Moscou – e também Nova Delhi – estão de olho nos resultados do Corredor de Transporte Internacional Norte-Sul (CTINS), um corredor multimodal ligando a Rússia ao Irã e à Índia. O porto de Chabahar, no Irã, é um nó essencial da Rota da Seda da Índia, para conectar o Afeganistão e mais além aos mercados da Ásia Central.
E há também a ainda inexplorada riqueza mineral afegã, valendo pelo menos um trilhão de dólares. Incluindo o lítio.
Cabul planeja também construir nada menos que um nó russo para exportar energia para o Paquistão – como parte de um futuro acordo estratégico Paquistão-Rússia.
O que Putin disse ao Primeiro-ministro paquistanês Shebhaz Sharif nos bastidores da cúpula da OCX de 2022, realizada em Samarcanda, é imensamente significativo: “O objetivo é entregar gás de gasoduto da Rússia ao Paquistão (…) Parte da infraestrutura já existe na Rússia, no Cazaquistão e no Uzbequistão”. O Afeganistão entra em cena agora.
Em termos de corredores de conectividade, um garoto enorme acaba de se mudar para a vizinhança – de acordo com um Memorando assinado em Tashkent, em novembro de 2023, nos bastidores do Fórum Internacional de Transportes da OCX: o corredor de transportes Belarus-Rússia-Cazaquistão-Uzbequistão-Afeganistão-Paquistão.
A peça que falta nesse fascinante quebra-cabeça é conectar o que já existe – ferrovias cobrindo Belarus-Rússia-Cazaquistão-Uzbequistão – com uma ferrovia Paquistão-Afeganistão nova em folha. Os dois últimos trechos desse projeto Paq-Afeg-Uz começaram a ser construídos há apenas poucos meses.
Foi exatamente esse o projeto tratado na declaração conjunta assinada por Putin e o Presidente uzbeque Shavkat Mirziyoyev, no início desta semana, em Tashkent.

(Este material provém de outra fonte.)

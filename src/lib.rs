//! Meetwise - Real-time meeting intelligence streaming pipeline
//!
//! Meetwise consumes a continuous, typed object stream produced by an LLM
//! analyzing a live meeting transcript and turns it into persisted,
//! race-safe meeting intelligence: answered questions, tracked action
//! items, and deduplicated project artifacts.
//!
//! ## Architecture
//!
//! ```text
//! transcript chunks (is_final only)
//!         │
//! ┌───────▼────────────────────────────────────────────────────────┐
//! │                  Streaming Orchestrator (per session)           │
//! │  rolling context buffer ── LLM stream client ── health/metrics  │
//! └───────┬────────────────────────────────────────────────────────┘
//!         │ raw JSON objects
//! ┌───────▼────────────────────────────────────────────────────────┐
//! │                        Stream Router                            │
//! │  parse + validate ── identity state ── idempotent dispatch      │
//! └──┬──────────────┬──────────────────┬───────────────────────────┘
//!    │ question     │ action / update  │ answer
//! ┌──▼───────────┐ ┌▼───────────────┐ ┌▼──────────────┐
//! │  Question    │ │    Action      │ │    Answer     │
//! │  Handler     │ │    Handler     │ │    Handler    │
//! │  4-tier      │ │  completeness  │ │  live monitor │
//! │  discovery   │ │  fuzzy merge   │ │  rendezvous   │
//! └──┬───────────┘ └┬───────────────┘ └┬──────────────┘
//!    │     insight store (source of truth)  │
//!    └───────┬──────────────────────────────┘
//!            ▼
//!     outbound event channel ── broadcast transport
//! ```
//!
//! The semantic deduplicator sits beside the stream pipeline: it screens
//! freshly extracted project artifacts (risks, tasks, blockers, lessons)
//! against existing records with embedding cosine similarity and an AI
//! tie-breaker, failing closed to "duplicate" when the judge is down.
//!
//! ## Modules
//!
//! - [`stream`]: wire protocol, LLM client seam, per-session router
//! - [`question`]: question lifecycle and four-tier answer discovery
//! - [`action`]: action tracking, completeness, merge, segment alerts
//! - [`session`]: orchestrator, transcript context, session registry
//! - [`dedup`]: semantic deduplication of extracted artifacts
//! - [`insight`]: persisted records and the store seam
//! - [`events`]: broadcast events and the outbound channel
//! - [`embeddings`]: embedding gateway seam
//! - [`knowledge`]: knowledge-base search and answer generation seams
//! - [`config`]: configuration management

pub mod action;
pub mod config;
pub mod dedup;
pub mod embeddings;
pub mod error;
pub mod events;
pub mod insight;
pub mod knowledge;
pub mod question;
pub mod session;
pub mod stream;

pub use config::MeetwiseConfig;
pub use error::{Error, Result};
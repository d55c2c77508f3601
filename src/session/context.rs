//! Transcript context buffer and the lightweight context cache
//!
//! The buffer holds finalized sentences of the current meeting and backs
//! two consumers: the orchestrator's rolling LLM context, and discovery
//! tier 2's in-meeting answer search. The context cache supplies recent
//! open questions/actions for the LLM prompt; it is best effort and the
//! orchestrator falls back to an empty snapshot when it is unreachable.

use crate::error::Result;
use crate::insight::{InsightKind, InsightStatus, InsightStore};
use async_trait::async_trait;
use serde::{Deserialize, Serialize};
use std::collections::HashSet;
use std::sync::Arc;
use tokio::sync::RwLock;

/// One transcription result delivered to the orchestrator
#[derive(Debug, Clone, Serialize, Deserialize)]
pub struct TranscriptChunk {
    pub text: String,
    /// Interim results are discarded; only final chunks advance state
    pub is_final: bool,
    pub speaker: Option<String>,
    pub timestamp: f64,
}

/// Rolling buffer of finalized transcript sentences
pub struct TranscriptBuffer {
    max_sentences: usize,
    sentences: RwLock<Vec<String>>,
}

impl TranscriptBuffer {
    /// Create a buffer retaining at most `max_sentences` recent sentences
    pub fn new(max_sentences: usize) -> Self {
        Self {
            max_sentences,
            sentences: RwLock::new(Vec::new()),
        }
    }

    /// Append a finalized sentence, evicting the oldest past capacity
    pub async fn push(&self, sentence: impl Into<String>) {
        let mut sentences = self.sentences.write().await;
        sentences.push(sentence.into());
        if sentences.len() > self.max_sentences {
            let excess = sentences.len() - self.max_sentences;
            sentences.drain(..excess);
        }
    }

    /// Current buffer contents, oldest first
    pub async fn sentences(&self) -> Vec<String> {
        self.sentences.read().await.clone()
    }

    /// Number of buffered sentences
    pub async fn len(&self) -> usize {
        self.sentences.read().await.len()
    }

    /// Whether the buffer is empty
    pub async fn is_empty(&self) -> bool {
        self.sentences.read().await.is_empty()
    }

    /// Scan already-processed sentences for a textual answer to the
    /// question (discovery tier 2).
    ///
    /// A sentence qualifies when it shares more than half of the
    /// question's content words (tokens of 4+ characters) and is not the
    /// question itself.
    pub async fn find_answer(&self, question: &str) -> Option<String> {
        let question_tokens: HashSet<String> = question
            .to_lowercase()
            .split_whitespace()
            .map(|t| t.trim_matches(|c: char| !c.is_alphanumeric()).to_string())
            .filter(|t| t.len() >= 4)
            .collect();
        if question_tokens.is_empty() {
            return None;
        }

        let sentences = self.sentences.read().await;
        let mut best: Option<(f64, &String)> = None;
        for sentence in sentences.iter() {
            if sentence.trim().eq_ignore_ascii_case(question.trim()) {
                continue;
            }
            let sentence_tokens: HashSet<String> = sentence
                .to_lowercase()
                .split_whitespace()
                .map(|t| t.trim_matches(|c: char| !c.is_alphanumeric()).to_string())
                .filter(|t| t.len() >= 4)
                .collect();
            let overlap = question_tokens.intersection(&sentence_tokens).count();
            let score = overlap as f64 / question_tokens.len() as f64;
            if score > 0.5 && best.map_or(true, |(b, _)| score > b) {
                best = Some((score, sentence));
            }
        }
        best.map(|(_, s)| s.clone())
    }
}

/// Recent open questions/actions for the LLM prompt
#[derive(Debug, Clone, Default, Serialize, Deserialize)]
pub struct MeetingSnapshot {
    pub open_questions: Vec<String>,
    pub open_actions: Vec<String>,
}

/// Fast cache of recent session state
#[async_trait]
pub trait ContextCache: Send + Sync {
    /// Fetch up to `limit` recent open questions and actions
    async fn snapshot(&self, session_id: &str, limit: usize) -> Result<MeetingSnapshot>;

    /// Cheap reachability probe for health reporting
    fn is_available(&self) -> bool {
        true
    }
}

/// Cache implementation reading through to the insight store
pub struct StoreBackedCache {
    store: Arc<dyn InsightStore>,
}

impl StoreBackedCache {
    /// Create a read-through cache over the given store
    pub fn new(store: Arc<dyn InsightStore>) -> Self {
        Self { store }
    }
}

#[async_trait]
impl ContextCache for StoreBackedCache {
    async fn snapshot(&self, session_id: &str, limit: usize) -> Result<MeetingSnapshot> {
        let questions = self
            .store
            .find(session_id, InsightKind::Question, Some(InsightStatus::Searching))
            .await?;
        let actions = self
            .store
            .find(session_id, InsightKind::Action, Some(InsightStatus::Tracked))
            .await?;

        let tail = |mut items: Vec<String>| {
            let start = items.len().saturating_sub(limit);
            items.drain(..start);
            items
        };

        Ok(MeetingSnapshot {
            open_questions: tail(questions.into_iter().map(|i| i.content).collect()),
            open_actions: tail(actions.into_iter().map(|i| i.content).collect()),
        })
    }
}

#[cfg(test)]
mod tests {
    use super::*;
    use crate::insight::{InsightBuilder, MemoryInsightStore};

    #[tokio::test]
    async fn test_buffer_evicts_oldest() {
        let buffer = TranscriptBuffer::new(3);
        for i in 0..5 {
            buffer.push(format!("sentence {i}")).await;
        }
        let sentences = buffer.sentences().await;
        assert_eq!(sentences, vec!["sentence 2", "sentence 3", "sentence 4"]);
    }

    #[tokio::test]
    async fn test_find_answer_matches_overlapping_sentence() {
        let buffer = TranscriptBuffer::new(10);
        buffer.push("We kicked off the meeting at nine.").await;
        buffer
            .push("The vendor contract renewal deadline is next Friday.")
            .await;

        let answer = buffer
            .find_answer("What is the vendor contract renewal deadline?")
            .await;
        assert_eq!(
            answer.as_deref(),
            Some("The vendor contract renewal deadline is next Friday.")
        );
    }

    #[tokio::test]
    async fn test_find_answer_ignores_the_question_itself() {
        let buffer = TranscriptBuffer::new(10);
        buffer
            .push("What is the vendor contract renewal deadline?")
            .await;

        let answer = buffer
            .find_answer("What is the vendor contract renewal deadline?")
            .await;
        assert!(answer.is_none());
    }

    #[tokio::test]
    async fn test_find_answer_requires_majority_overlap() {
        let buffer = TranscriptBuffer::new(10);
        buffer.push("Someone mentioned lunch plans.").await;

        let answer = buffer.find_answer("What is the deployment schedule?").await;
        assert!(answer.is_none());
    }

    #[tokio::test]
    async fn test_store_backed_cache_snapshot() {
        let store = Arc::new(MemoryInsightStore::new());
        for i in 0..3 {
            store
                .create(
                    InsightBuilder::new("s1", InsightKind::Question)
                        .content(format!("question {i}?"))
                        .build()
                        .unwrap(),
                )
                .await
                .unwrap();
        }
        store
            .create(
                InsightBuilder::new("s1", InsightKind::Action)
                    .content("review the proposal")
                    .build()
                    .unwrap(),
            )
            .await
            .unwrap();

        let cache = StoreBackedCache::new(store as Arc<dyn InsightStore>);
        let snapshot = cache.snapshot("s1", 2).await.unwrap();
        assert_eq!(snapshot.open_questions.len(), 2);
        assert_eq!(snapshot.open_actions, vec!["review the proposal"]);
    }
}
//! LLM streaming client interface
//!
//! The analysis model consumes accumulated transcript context and yields a
//! stream of raw JSON objects, one per detected unit. Provider failures
//! (rate limits, timeouts, overload) must surface as typed errors, never be
//! silently swallowed; the orchestrator decides what they mean for the
//! session.

use async_trait::async_trait;
use futures::stream::BoxStream;
use futures::StreamExt;
use std::collections::VecDeque;
use thiserror::Error;
use tokio::sync::Mutex;

/// Typed LLM provider errors
#[derive(Error, Debug, Clone)]
pub enum LlmStreamError {
    #[error("rate limited: {0}")]
    RateLimited(String),

    #[error("request timed out: {0}")]
    Timeout(String),

    #[error("provider overloaded: {0}")]
    Overloaded(String),

    #[error("provider error: {0}")]
    Provider(String),
}

/// Accumulated context handed to the analysis model per invocation
#[derive(Debug, Clone, Default)]
pub struct AnalysisContext {
    /// Finalized transcript sentences, oldest first
    pub transcript: Vec<String>,
    /// Recent open question texts (best effort, may be empty)
    pub open_questions: Vec<String>,
    /// Recent open action descriptions (best effort, may be empty)
    pub open_actions: Vec<String>,
}

/// A stream of raw wire objects from the analysis model
pub type ObjectStream = BoxStream<'static, std::result::Result<serde_json::Value, LlmStreamError>>;

/// Streaming client for the analysis LLM
#[async_trait]
pub trait LlmStreamClient: Send + Sync {
    /// Start one analysis pass over the given context.
    async fn stream(
        &self,
        context: &AnalysisContext,
    ) -> std::result::Result<ObjectStream, LlmStreamError>;

    /// Cheap reachability probe for health reporting
    fn is_available(&self) -> bool {
        true
    }
}

/// Scripted client for tests and replay: each `stream` call yields the next
/// queued batch of raw objects (empty stream once exhausted).
pub struct ScriptedStreamClient {
    batches: Mutex<VecDeque<Vec<serde_json::Value>>>,
}

impl ScriptedStreamClient {
    /// Create a client that will serve the given batches in order
    pub fn new(batches: Vec<Vec<serde_json::Value>>) -> Self {
        Self {
            batches: Mutex::new(batches.into()),
        }
    }
}

#[async_trait]
impl LlmStreamClient for ScriptedStreamClient {
    async fn stream(
        &self,
        _context: &AnalysisContext,
    ) -> std::result::Result<ObjectStream, LlmStreamError> {
        let batch = self.batches.lock().await.pop_front().unwrap_or_default();
        Ok(futures::stream::iter(batch.into_iter().map(Ok)).boxed())
    }
}
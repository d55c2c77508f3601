//! Meetwise error types

use thiserror::Error;

/// Meetwise error type
#[derive(Error, Debug)]
pub enum Error {
    /// Configuration error
    #[error("Configuration error: {0}")]
    Config(String),

    /// Stream protocol error
    #[error("Stream error: {0}")]
    Stream(String),

    /// Routing error (a handler failed during dispatch)
    #[error("Routing error: {0}")]
    Routing(String),

    /// Session error
    #[error("Session error: {0}")]
    Session(String),

    /// Persistence error
    #[error("Persistence error: {0}")]
    Persistence(String),

    /// Embedding gateway error
    #[error("Embedding error: {0}")]
    Embedding(String),

    /// LLM provider error
    #[error("LLM error: {0}")]
    Llm(#[from] crate::stream::LlmStreamError),

    /// Deduplication error
    #[error("Dedup error: {0}")]
    Dedup(String),

    /// IO error
    #[error("IO error: {0}")]
    Io(#[from] std::io::Error),

    /// Serialization error
    #[error("Serialization error: {0}")]
    Serialization(#[from] serde_json::Error),

    /// Internal error
    #[error("Internal error: {0}")]
    Internal(String),
}

/// Result type alias for Meetwise operations
pub type Result<T> = std::result::Result<T, Error>;
//! Meetwise configuration management

use serde::{Deserialize, Serialize};

/// Main Meetwise configuration
#[derive(Debug, Clone, Default, Serialize, Deserialize)]
pub struct MeetwiseConfig {
    /// Streaming orchestrator configuration
    #[serde(default)]
    pub orchestrator: OrchestratorConfig,

    /// Question answer-discovery configuration
    #[serde(default)]
    pub discovery: DiscoveryConfig,

    /// Action tracking configuration
    #[serde(default)]
    pub actions: ActionConfig,

    /// Semantic deduplication configuration
    #[serde(default)]
    pub dedup: DedupConfig,

    /// Embedding gateway configuration
    #[serde(default)]
    pub embeddings: EmbeddingConfig,
}

/// Streaming orchestrator configuration
#[derive(Debug, Clone, Serialize, Deserialize)]
pub struct OrchestratorConfig {
    /// Maximum finalized sentences kept in the rolling context buffer
    pub context_buffer_size: usize,

    /// Maximum recent open questions/actions pulled into the LLM context
    pub snapshot_limit: usize,
}

impl Default for OrchestratorConfig {
    fn default() -> Self {
        Self {
            context_buffer_size: 50,
            snapshot_limit: 10,
        }
    }
}

/// Question answer-discovery configuration
///
/// Timeouts for the four concurrent discovery tiers. Tier 4's monitoring
/// window is the gating factor for the overall discovery lifetime.
#[derive(Debug, Clone, Serialize, Deserialize)]
pub struct DiscoveryConfig {
    /// Tier 1: indexed knowledge-base search timeout (ms)
    pub knowledge_base_timeout_ms: u64,

    /// Tier 2: meeting-context search timeout (ms)
    pub meeting_context_timeout_ms: u64,

    /// Tier 3: AI-generated answer timeout (ms)
    pub generation_timeout_ms: u64,

    /// Tier 4: live monitoring window (ms)
    pub live_monitor_timeout_ms: u64,
}

impl Default for DiscoveryConfig {
    fn default() -> Self {
        Self {
            knowledge_base_timeout_ms: 2_000,
            meeting_context_timeout_ms: 1_500,
            generation_timeout_ms: 3_000,
            live_monitor_timeout_ms: 60_000,
        }
    }
}

/// Action tracking configuration
#[derive(Debug, Clone, Serialize, Deserialize)]
pub struct ActionConfig {
    /// Confidence floor below which detected actions are dropped
    pub confidence_floor: f64,

    /// Token-set Jaccard similarity above which two descriptions merge
    pub merge_threshold: f64,

    /// How many recent actions are considered as merge candidates
    pub merge_candidate_window: usize,

    /// Confidence at or above which incomplete actions trigger segment alerts
    pub alert_confidence: f64,
}

impl Default for ActionConfig {
    fn default() -> Self {
        Self {
            confidence_floor: 0.6,
            merge_threshold: 0.6,
            merge_candidate_window: 10,
            alert_confidence: 0.8,
        }
    }
}

/// Semantic deduplication configuration
///
/// The similarity constants are empirically chosen; keep them unless a
/// calibration dataset justifies retuning.
#[derive(Debug, Clone, Serialize, Deserialize)]
pub struct DedupConfig {
    /// Minimum cosine similarity for a match to be considered at all
    pub similarity_floor: f64,

    /// Similarity at or above which the AI judge is consulted
    pub judgment_threshold: f64,

    /// Similarity at or above which a pair is a likely duplicate
    pub duplicate_threshold: f64,
}

impl Default for DedupConfig {
    fn default() -> Self {
        Self {
            similarity_floor: 0.65,
            judgment_threshold: 0.75,
            duplicate_threshold: 0.85,
        }
    }
}

/// Embedding gateway configuration
#[derive(Debug, Clone, Serialize, Deserialize)]
pub struct EmbeddingConfig {
    /// Dimensionality of the vectors produced by the gateway
    pub dimensions: usize,
}

impl Default for EmbeddingConfig {
    fn default() -> Self {
        Self { dimensions: 768 }
    }
}

impl MeetwiseConfig {
    /// Load configuration from a TOML file
    pub fn from_file(path: &std::path::Path) -> crate::Result<Self> {
        let content = std::fs::read_to_string(path)?;
        toml::from_str(&content).map_err(|e| crate::Error::Config(e.to_string()))
    }
}
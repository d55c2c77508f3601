//! Insight persistence — detected questions and action items
//!
//! The `Insight` record is the durable form of everything the stream
//! handlers detect. The store trait is the seam to the real persistence
//! layer; `MemoryInsightStore` backs tests and the replay CLI.

pub mod model;
pub mod store;

pub use model::{AnswerSource, FieldChange, Insight, InsightBuilder, InsightKind, InsightStatus};
pub use store::{InsightStore, MemoryInsightStore};
//! Question lifecycle handling
//!
//! Owns a detected question from `Searching` through concurrent answer
//! discovery to `Answered` or `Unanswered`. The persisted status is the
//! single source of truth for the final verdict: an unanswered broadcast
//! happens only if the store still says `Searching` once every tier has
//! completed.

use super::discovery::Discovery;
use super::monitor::LiveMonitorRegistry;
use crate::error::Result;
use crate::events::{BroadcastEvent, EventBroadcaster};
use crate::insight::{InsightBuilder, InsightKind, InsightStore};
use crate::stream::{HandlesQuestion, QuestionObject};
use async_trait::async_trait;
use std::sync::Arc;
use tokio_util::sync::CancellationToken;

/// Per-session question handler
pub struct QuestionHandler {
    session_id: String,
    discovery: Arc<Discovery>,
    store: Arc<dyn InsightStore>,
    broadcaster: EventBroadcaster,
    monitors: Arc<LiveMonitorRegistry>,
    cancel: CancellationToken,
}

impl QuestionHandler {
    /// Create a handler for the given session
    pub fn new(
        session_id: impl Into<String>,
        discovery: Arc<Discovery>,
        store: Arc<dyn InsightStore>,
        broadcaster: EventBroadcaster,
        monitors: Arc<LiveMonitorRegistry>,
        cancel: CancellationToken,
    ) -> Self {
        Self {
            session_id: session_id.into(),
            discovery,
            store,
            broadcaster,
            monitors,
            cancel,
        }
    }
}

#[async_trait]
impl HandlesQuestion for QuestionHandler {
    async fn handle_question(&self, object: QuestionObject) -> Result<()> {
        // Questions are not confidence-filtered, unlike actions
        let mut builder = InsightBuilder::new(&self.session_id, InsightKind::Question)
            .content(&object.text)
            .speaker(object.speaker.clone())
            .metadata("gpt_id", serde_json::json!(object.id))
            .metadata("confidence", serde_json::json!(object.confidence))
            .metadata("timestamp", serde_json::json!(object.timestamp));
        if let Some(category) = object.category.as_deref() {
            builder = builder.metadata("category", serde_json::json!(category));
        }
        let insight = builder.build()?;

        self.store.create(insight.clone()).await?;
        tracing::info!(
            session_id = %self.session_id,
            insight_id = %insight.id,
            "question detected, starting answer discovery"
        );
        self.broadcaster.broadcast(BroadcastEvent::QuestionDetected {
            insight: insight.clone(),
        });

        let live_rx = self.monitors.register(&object.id, insight.id).await;

        let discovery = self.discovery.clone();
        let store = self.store.clone();
        let broadcaster = self.broadcaster.clone();
        let monitors = self.monitors.clone();
        let cancel = self.cancel.clone();
        let session_id = self.session_id.clone();
        let gpt_id = object.id.clone();
        let question_text = object.text.clone();
        let insight_id = insight.id;

        tokio::spawn(async move {
            let outcome = discovery
                .run(&session_id, &question_text, live_rx, cancel.clone())
                .await;
            monitors.remove(&gpt_id).await;

            if cancel.is_cancelled() {
                // Session teardown: leave the record as-is, no verdict
                return;
            }

            match outcome {
                Some(answer) => {
                    match store
                        .answer_question(insight_id, &answer.text, answer.source)
                        .await
                    {
                        Ok(Some(updated)) => {
                            tracing::info!(
                                session_id = %session_id,
                                insight_id = %insight_id,
                                source = %answer.source,
                                "question answered"
                            );
                            broadcaster.broadcast(BroadcastEvent::QuestionAnswered {
                                insight: updated,
                                answer_source: answer.source,
                            });
                        }
                        Ok(None) => {
                            tracing::debug!(
                                session_id = %session_id,
                                insight_id = %insight_id,
                                "question was already resolved by another writer"
                            );
                        }
                        Err(e) => {
                            tracing::warn!(
                                session_id = %session_id,
                                insight_id = %insight_id,
                                "failed to persist answer: {}",
                                e
                            );
                        }
                    }
                }
                None => {
                    // Every tier completed empty. The store has the final
                    // word: an answer persisted concurrently wins over the
                    // timeout.
                    match store.mark_unanswered_if_searching(insight_id).await {
                        Ok(Some(updated)) => {
                            tracing::info!(
                                session_id = %session_id,
                                insight_id = %insight_id,
                                "question unanswered after all discovery tiers"
                            );
                            broadcaster
                                .broadcast(BroadcastEvent::QuestionUnanswered { insight: updated });
                        }
                        Ok(None) => {
                            tracing::debug!(
                                session_id = %session_id,
                                insight_id = %insight_id,
                                "answer landed during finalization, suppressing unanswered verdict"
                            );
                        }
                        Err(e) => {
                            tracing::warn!(
                                session_id = %session_id,
                                insight_id = %insight_id,
                                "failed to finalize question: {}",
                                e
                            );
                        }
                    }
                }
            }
        });

        Ok(())
    }
}
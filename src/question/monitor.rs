//! Live answer monitoring registry
//!
//! Discovery tier 4 passively waits for a later `answer` object to arrive
//! for its question. The registry is the rendezvous: the question handler
//! registers a one-shot channel per open question, and the answer handler
//! resolves it when the router delivers a matching answer. Entries are
//! keyed by the stream-assigned question ID.

use std::collections::HashMap;
use tokio::sync::{oneshot, RwLock};
use uuid::Uuid;

/// A spoken answer delivered to a waiting monitor
#[derive(Debug, Clone)]
pub struct LiveAnswer {
    pub text: String,
    pub speaker: Option<String>,
}

struct MonitorEntry {
    insight_id: Uuid,
    tx: oneshot::Sender<LiveAnswer>,
}

/// Per-session registry of active tier-4 monitors
#[derive(Default)]
pub struct LiveMonitorRegistry {
    monitors: RwLock<HashMap<String, MonitorEntry>>,
}

impl LiveMonitorRegistry {
    /// Create an empty registry
    pub fn new() -> Self {
        Self::default()
    }

    /// Register a monitor for a question, returning the receiving end the
    /// discovery task waits on.
    pub async fn register(
        &self,
        question_gpt_id: impl Into<String>,
        insight_id: Uuid,
    ) -> oneshot::Receiver<LiveAnswer> {
        let (tx, rx) = oneshot::channel();
        self.monitors
            .write()
            .await
            .insert(question_gpt_id.into(), MonitorEntry { insight_id, tx });
        rx
    }

    /// Deliver an answer to the monitor for `question_gpt_id`, consuming
    /// the entry. Returns `true` if a monitor was waiting.
    pub async fn resolve(&self, question_gpt_id: &str, answer: LiveAnswer) -> bool {
        let entry = self.monitors.write().await.remove(question_gpt_id);
        match entry {
            Some(entry) => {
                // The receiver may have timed out between lookup and send;
                // that is fine, the answer handler then falls back to the
                // store.
                entry.tx.send(answer).is_ok()
            }
            None => false,
        }
    }

    /// Remove a monitor (discovery finished without a live answer)
    pub async fn remove(&self, question_gpt_id: &str) {
        self.monitors.write().await.remove(question_gpt_id);
    }

    /// The insight behind an active monitor, if any
    pub async fn insight_id(&self, question_gpt_id: &str) -> Option<Uuid> {
        self.monitors
            .read()
            .await
            .get(question_gpt_id)
            .map(|e| e.insight_id)
    }

    /// Number of questions currently under live monitoring
    pub async fn active_count(&self) -> usize {
        self.monitors.read().await.len()
    }
}
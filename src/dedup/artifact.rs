//! Extracted artifact types for semantic deduplication

use serde::{Deserialize, Serialize};
use std::collections::HashMap;
use uuid::Uuid;

/// The kind of project artifact extracted from a meeting
#[derive(Debug, Clone, Copy, PartialEq, Eq, Serialize, Deserialize)]
#[serde(rename_all = "snake_case")]
pub enum ArtifactKind {
    Risk,
    Task,
    Blocker,
    Lesson,
}

/// A candidate artifact freshly extracted by the AI
///
/// Transient: created per sync batch, consumed by the deduplicator, then
/// discarded after classification.
#[derive(Debug, Clone, Serialize, Deserialize)]
pub struct ExtractedArtifact {
    pub kind: ArtifactKind,
    pub title: String,
    pub description: String,
    /// Domain fields (severity, assignee, status, mitigation, ...)
    #[serde(default)]
    pub fields: HashMap<String, serde_json::Value>,
}

/// An already-persisted artifact of the same kind
#[derive(Debug, Clone, Serialize, Deserialize)]
pub struct ArtifactRecord {
    pub id: Uuid,
    pub kind: ArtifactKind,
    pub title: String,
    pub description: String,
    #[serde(default)]
    pub fields: HashMap<String, serde_json::Value>,
}

/// Build the embedding input text for an artifact.
///
/// The construction rule is `"<title>. <description>"` with both parts
/// trimmed, falling back to whichever is present, or the literal
/// `"untitled"` when both are empty. The same rule MUST be applied to both
/// sides of every similarity comparison; embeddings are regenerated fresh
/// each run rather than cached, so historical encodings can never skew the
/// metric.
pub fn embedding_text(title: &str, description: &str) -> String {
    let title = title.trim();
    let description = description.trim();
    match (title.is_empty(), description.is_empty()) {
        (false, false) => format!("{}. {}", title, description),
        (false, true) => title.to_string(),
        (true, false) => description.to_string(),
        (true, true) => "untitled".to_string(),
    }
}

impl ExtractedArtifact {
    /// Embedding input text for this candidate
    pub fn embedding_text(&self) -> String {
        embedding_text(&self.title, &self.description)
    }
}

impl ArtifactRecord {
    /// Embedding input text for this record
    pub fn embedding_text(&self) -> String {
        embedding_text(&self.title, &self.description)
    }
}

#[cfg(test)]
mod tests {
    use super::*;

    #[test]
    fn test_embedding_text_title_and_description() {
        assert_eq!(
            embedding_text("Budget Risk", "cost overrun in Q3"),
            "Budget Risk. cost overrun in Q3"
        );
    }

    #[test]
    fn test_embedding_text_trims() {
        assert_eq!(
            embedding_text("  Budget Risk  ", "  cost overrun  "),
            "Budget Risk. cost overrun"
        );
    }

    #[test]
    fn test_embedding_text_fallbacks() {
        assert_eq!(embedding_text("Only title", ""), "Only title");
        assert_eq!(embedding_text("", "only description"), "only description");
        assert_eq!(embedding_text("", "   "), "untitled");
    }
}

Como relatou a TASS, “Putin e Mirziyoyev avaliaram positivamente a primeira reunião do grupo de trabalho sobre o desenvolvimento do corredor multimodal de transporte Belarus-Rússia-Cazaquistão-Uzbequistão-Afeganistão-Paquistão, que teve lugar na cidade uzbeque de Termez, em 23 de abril de 2024”.
Todo o caso Rússia-Talibã, portanto, envolve um imenso pacote – que abrange petróleo, gás, minerais e conectividade ferroviária aos montes.
Não há dúvida de que devem existir muitos outros detalhes suculentos que irão surgir no próximo fórum de São Petersburgo – já que uma delegação talibã, incluindo seu ministro do trabalho e o diretor da Câmara de Comércio estarão presentes.
E ainda tem mais: o Afeganistão, sob o Talibã 2.0, certamente será convidado para a próxima cúpula BRICS+, que ocorrerá em outubro próximo, em Kazan. Pensem em uma mega convergência estratégica. O Conselho de Segurança da ONU que se apresse em normalizar o Afeganistão para a “comunidade internacional”. Ah, esperem: quem dá a mínima quando Rússia-China, a OCX e os BRICS já o fizeram?